*** Opening DATA FOR THIS TASK ***
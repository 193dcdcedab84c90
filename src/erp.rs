//! ErpClient - read-only access to the ERPNext attendance backend.
//!
//! Used to check the kiosk's API credentials and to look up the employee
//! roster that enrollment picks from. Requests authenticate with
//! `Authorization: token <key>:<secret>`.

use serde::de::DeserializeOwned;
use serde::Deserialize;

use crate::config::Config;
use crate::recognition::{DEFAULT_CONNECT_TIMEOUT, DEFAULT_TIMEOUT};

const LOGGED_USER_PATH: &str = "api/method/frappe.auth.get_logged_user";
const EMPLOYEE_PATH: &str = "api/resource/Employee";
const EMPLOYEE_FIELDS: &str = r#"["name","employee_name"]"#;

/// One row of the employee roster.
#[derive(Debug, Clone, PartialEq, Eq, Deserialize)]
pub struct Employee {
    /// Employee id (the document name, e.g. `HR-EMP-00001`)
    #[serde(rename = "name")]
    pub id: String,
    #[serde(default)]
    pub employee_name: Option<String>,
}

impl Employee {
    /// Display name, falling back to the id.
    pub fn display_name(&self) -> &str {
        self.employee_name
            .as_deref()
            .filter(|n| !n.trim().is_empty())
            .unwrap_or(&self.id)
    }
}

#[derive(Debug, Deserialize)]
struct MethodResponse {
    message: String,
}

#[derive(Debug, Deserialize)]
struct ResourceList<T> {
    data: Vec<T>,
}

/// Client for the ERPNext REST API.
#[derive(Debug)]
pub struct ErpClient {
    base_url: String,
    authorization: String,
    http_client: reqwest::Client,
}

impl ErpClient {
    pub fn new(
        base_url: impl Into<String>,
        api_key: &str,
        api_secret: &str,
    ) -> Result<Self, ErpError> {
        let base_url = base_url.into().trim().trim_end_matches('/').to_string();
        if !(base_url.starts_with("http://") || base_url.starts_with("https://")) {
            return Err(ErpError::InvalidBaseUrl(base_url));
        }
        if api_key.trim().is_empty() || api_secret.trim().is_empty() {
            return Err(ErpError::MissingCredentials);
        }

        let http_client = reqwest::Client::builder()
            .timeout(DEFAULT_TIMEOUT)
            .connect_timeout(DEFAULT_CONNECT_TIMEOUT)
            .build()?;

        Ok(Self {
            base_url,
            authorization: format!("token {}:{}", api_key.trim(), api_secret.trim()),
            http_client,
        })
    }

    /// Build a client from `[session]`, if the backend is configured.
    pub fn from_config(config: &Config) -> Option<Result<Self, ErpError>> {
        let session = &config.session;
        let url = session.erp_url.as_deref()?;
        let key = session.api_key.as_deref().unwrap_or_default();
        let secret = session.api_secret.as_deref().unwrap_or_default();
        Some(Self::new(url, key, secret))
    }

    pub fn base_url(&self) -> &str {
        &self.base_url
    }

    fn url(&self, path: &str) -> String {
        format!("{}/{}", self.base_url, path)
    }

    async fn get<T: DeserializeOwned>(
        &self,
        path: &str,
        query: &[(&str, &str)],
    ) -> Result<T, ErpError> {
        let response = self
            .http_client
            .get(self.url(path))
            .header(reqwest::header::AUTHORIZATION, &self.authorization)
            .query(query)
            .send()
            .await?;

        let status = response.status();
        if !status.is_success() {
            let body = response
                .text()
                .await
                .unwrap_or_else(|_| "Unknown error".to_string());
            return Err(ErpError::Status {
                status: status.as_u16(),
                body,
            });
        }
        let text = response.text().await?;
        serde_json::from_str(&text).map_err(|e| ErpError::Protocol(e.to_string()))
    }

    /// Check the credentials; returns the user they belong to.
    pub async fn logged_user(&self) -> Result<String, ErpError> {
        let body: MethodResponse = self.get(LOGGED_USER_PATH, &[]).await?;
        log::info!("ERP credentials valid for {}", body.message);
        Ok(body.message)
    }

    /// Fetch the employee roster.
    pub async fn employees(&self) -> Result<Vec<Employee>, ErpError> {
        let list: ResourceList<Employee> = self
            .get(
                EMPLOYEE_PATH,
                &[("fields", EMPLOYEE_FIELDS), ("limit_page_length", "0")],
            )
            .await?;
        log::debug!("Fetched {} employees", list.data.len());
        Ok(list.data)
    }

    /// Look up one employee by id.
    pub async fn find_employee(&self, id: &str) -> Result<Employee, ErpError> {
        self.employees()
            .await?
            .into_iter()
            .find(|e| e.id == id)
            .ok_or_else(|| ErpError::UnknownEmployee(id.to_string()))
    }
}

/// Errors that can occur while talking to the ERP backend.
#[derive(Debug, thiserror::Error)]
pub enum ErpError {
    #[error("Invalid ERP URL: {0}")]
    InvalidBaseUrl(String),

    #[error("ERP API key and secret are required ([session] api_key, api_secret)")]
    MissingCredentials,

    #[error("HTTP request failed: {0}")]
    Transport(#[from] reqwest::Error),

    #[error("Request failed with status code {status}: {body}")]
    Status { status: u16, body: String },

    #[error("Unexpected response: {0}")]
    Protocol(String),

    #[error("Employee '{0}' not found")]
    UnknownEmployee(String),
}

impl ErpError {
    /// The backend refused the credentials.
    pub fn is_unauthorized(&self) -> bool {
        matches!(self, ErpError::Status { status: 401 | 403, .. })
    }
}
*** Closing DATA FOR THIS TASK ***
* [WHAT YOU HAVE TO DO]:
Copy out all lines of the material containing the word "failed".

* [ANSWER TO THIS EXERCISE]:
    #[error("HTTP request failed: {0}")]
    #[error("Request failed with status code {status}: {body}")]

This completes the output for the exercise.